_Task_
Find every line with the string "Duration" in the material below and copy it.

"""

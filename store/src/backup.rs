//! File-copy backups of the database with age and count retention.
//!
//! Backups are named `backup_YYYYMMDD_HHMMSS.<ext>`, where `<ext>` is the
//! database file's extension. A restore first copies the live file to
//! `<db>.before_restore_YYYYMMDD_HHMMSS` next to it.

use chrono::{DateTime, Duration, Local, NaiveDateTime};
use serde::Serialize;
use sqlx::{ConnectOptions, Connection};
use std::collections::BTreeSet;
use std::path::{Path, PathBuf};

use crate::config::AppConfig;
use crate::error::{StoreError, StoreResult};
use crate::persistence::sqlite::file_options;
use crate::persistence::sqlite::helpers::now;

const PREFIX: &str = "backup_";
const STAMP_FORMAT: &str = "%Y%m%d_%H%M%S";
const STAMP_LEN: usize = 15;
const DEFAULT_EXTENSION: &str = "db";

#[derive(Debug, Clone, PartialEq, Eq)]
pub struct BackupSettings {
    pub db_path: PathBuf,
    pub backup_dir: PathBuf,
    /// Backups older than this many days are removed. 0 disables the rule.
    pub retention_days: u32,
    /// Only this many of the newest backups are kept. 0 disables the rule.
    pub max_files: usize,
}

impl BackupSettings {
    pub fn from_config(config: &AppConfig) -> Self {
        Self {
            db_path: config.database_path(),
            backup_dir: config.backup_dir(),
            retention_days: config.database.backup_retention_days,
            max_files: config.database.max_backup_files,
        }
    }
}

/// One backup file found in the backup directory.
#[derive(Debug, Clone, PartialEq, Serialize)]
pub struct BackupEntry {
    pub path: PathBuf,
    pub filename: String,
    /// Taken from the file name, or the modification time when the name
    /// does not carry one.
    pub timestamp: NaiveDateTime,
    pub size_bytes: u64,
    pub size_readable: String,
}

pub struct BackupService {
    settings: BackupSettings,
}

impl BackupService {
    pub fn new(settings: BackupSettings) -> Self {
        Self { settings }
    }

    pub fn settings(&self) -> &BackupSettings {
        &self.settings
    }

    /// Copy the live database into the backup directory, then prune.
    ///
    /// The file is compacted first on its own connection. A failed
    /// compaction is logged and the copy goes ahead.
    pub async fn create_backup(&self) -> StoreResult<PathBuf> {
        let db_path = &self.settings.db_path;
        if !db_path.exists() {
            tracing::error!(path = %db_path.display(), "database file not found");
            return Err(StoreError::DatabaseFileMissing(db_path.clone()));
        }
        let backup_dir = &self.settings.backup_dir;
        std::fs::create_dir_all(backup_dir).map_err(|e| {
            tracing::error!(
                path = %backup_dir.display(),
                error = %e,
                "could not create backup directory"
            );
            e
        })?;

        if let Err(e) = compact(db_path).await {
            tracing::warn!(error = %e, "could not compact database before backup");
        }

        let target = self.next_backup_path();
        std::fs::copy(db_path, &target).map_err(|e| {
            tracing::error!(path = %target.display(), error = %e, "backup copy failed");
            e
        })?;
        tracing::info!(path = %target.display(), "backup created");

        if let Err(e) = self.prune() {
            tracing::warn!(error = %e, "could not prune old backups");
        }
        Ok(target)
    }

    /// Apply the age rule and the count rule, each against the full list.
    /// Returns the removed files.
    pub fn prune(&self) -> StoreResult<Vec<PathBuf>> {
        let entries = self.list_backups()?;
        let mut doomed = BTreeSet::new();

        if self.settings.retention_days > 0 {
            let cutoff = now() - Duration::days(i64::from(self.settings.retention_days));
            doomed.extend(
                entries
                    .iter()
                    .filter(|entry| entry.timestamp < cutoff)
                    .map(|entry| entry.path.clone()),
            );
        }
        if self.settings.max_files > 0 {
            doomed.extend(
                entries
                    .iter()
                    .skip(self.settings.max_files)
                    .map(|entry| entry.path.clone()),
            );
        }

        let mut removed = Vec::new();
        for path in doomed {
            match std::fs::remove_file(&path) {
                Ok(()) => {
                    tracing::info!(path = %path.display(), "old backup removed");
                    removed.push(path);
                }
                Err(e) => {
                    tracing::warn!(path = %path.display(), error = %e, "could not remove backup");
                }
            }
        }
        Ok(removed)
    }

    /// Replace the live database with `backup`.
    ///
    /// Any open [`Database`](crate::Database) on the file must be closed
    /// first and reopened afterwards.
    pub fn restore_backup(&self, backup: &Path) -> StoreResult<()> {
        if !backup.is_file() {
            tracing::error!(path = %backup.display(), "backup file not found");
            return Err(StoreError::BackupNotFound(backup.to_path_buf()));
        }

        let db_path = &self.settings.db_path;
        let safety = if db_path.exists() {
            let mut name = db_path.as_os_str().to_owned();
            name.push(format!(".before_restore_{}", now().format(STAMP_FORMAT)));
            let safety = PathBuf::from(name);
            std::fs::copy(db_path, &safety).map_err(|e| {
                tracing::error!(path = %safety.display(), error = %e, "safety copy failed");
                e
            })?;
            tracing::info!(path = %safety.display(), "safety copy created");
            Some(safety)
        } else {
            None
        };

        match std::fs::copy(backup, db_path) {
            Ok(_) => {
                tracing::info!(from = %backup.display(), "backup restored");
                Ok(())
            }
            Err(e) => {
                tracing::error!(error = %e, "restore failed");
                let rolled_back = match &safety {
                    Some(safety) => match std::fs::copy(safety, db_path) {
                        Ok(_) => {
                            tracing::info!("database recovered from safety copy");
                            true
                        }
                        Err(recover) => {
                            tracing::error!(error = %recover, "could not recover from safety copy");
                            false
                        }
                    },
                    None => false,
                };
                Err(StoreError::Restore {
                    message: e.to_string(),
                    rolled_back,
                })
            }
        }
    }

    /// Backups in the backup directory, newest first.
    pub fn list_backups(&self) -> StoreResult<Vec<BackupEntry>> {
        let dir = &self.settings.backup_dir;
        if !dir.exists() {
            return Ok(Vec::new());
        }

        let extension = self.extension();
        let mut entries = Vec::new();
        for item in std::fs::read_dir(dir)? {
            let item = item?;
            let path = item.path();
            let Some(filename) = path.file_name().and_then(|n| n.to_str()) else {
                continue;
            };
            let is_backup = filename.starts_with(PREFIX)
                && path.extension().and_then(|e| e.to_str()) == Some(extension.as_str());
            if !is_backup {
                continue;
            }
            let metadata = item.metadata()?;
            if !metadata.is_file() {
                continue;
            }
            let timestamp = match parse_stamp(filename) {
                Some(stamp) => stamp,
                None => DateTime::<Local>::from(metadata.modified()?).naive_local(),
            };
            entries.push(BackupEntry {
                filename: filename.to_string(),
                path,
                timestamp,
                size_bytes: metadata.len(),
                size_readable: format_size(metadata.len()),
            });
        }

        entries.sort_by(|a, b| {
            b.timestamp
                .cmp(&a.timestamp)
                .then_with(|| b.filename.cmp(&a.filename))
        });
        Ok(entries)
    }

    fn extension(&self) -> String {
        self.settings
            .db_path
            .extension()
            .and_then(|e| e.to_str())
            .unwrap_or(DEFAULT_EXTENSION)
            .to_string()
    }

    /// A fresh name for a backup taken now. A second backup within the same
    /// second gets a numeric suffix.
    fn next_backup_path(&self) -> PathBuf {
        let stamp = now().format(STAMP_FORMAT).to_string();
        let extension = self.extension();
        let mut candidate = self
            .settings
            .backup_dir
            .join(format!("{PREFIX}{stamp}.{extension}"));
        let mut n = 1;
        while candidate.exists() {
            candidate = self
                .settings
                .backup_dir
                .join(format!("{PREFIX}{stamp}_{n}.{extension}"));
            n += 1;
        }
        candidate
    }
}

async fn compact(db_path: &Path) -> StoreResult<()> {
    let mut conn = file_options(db_path)
        .create_if_missing(false)
        .connect()
        .await?;
    sqlx::raw_sql("VACUUM").execute(&mut conn).await?;
    conn.close().await?;
    Ok(())
}

fn parse_stamp(filename: &str) -> Option<NaiveDateTime> {
    let stamp = filename.strip_prefix(PREFIX)?.get(..STAMP_LEN)?;
    NaiveDateTime::parse_from_str(stamp, STAMP_FORMAT).ok()
}

/// Human-readable size with two decimals above one kilobyte.
pub fn format_size(bytes: u64) -> String {
    const KB: f64 = 1024.0;
    let size = bytes as f64;
    if size < KB {
        format!("{bytes} bytes")
    } else if size < KB * KB {
        format!("{:.2} KB", size / KB)
    } else if size < KB * KB * KB {
        format!("{:.2} MB", size / (KB * KB))
    } else {
        format!("{:.2} GB", size / (KB * KB * KB))
    }
}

"""

_Written answer_
use chrono::{DateTime, Duration, Local, NaiveDateTime};
            let cutoff = now() - Duration::days(i64::from(self.settings.retention_days));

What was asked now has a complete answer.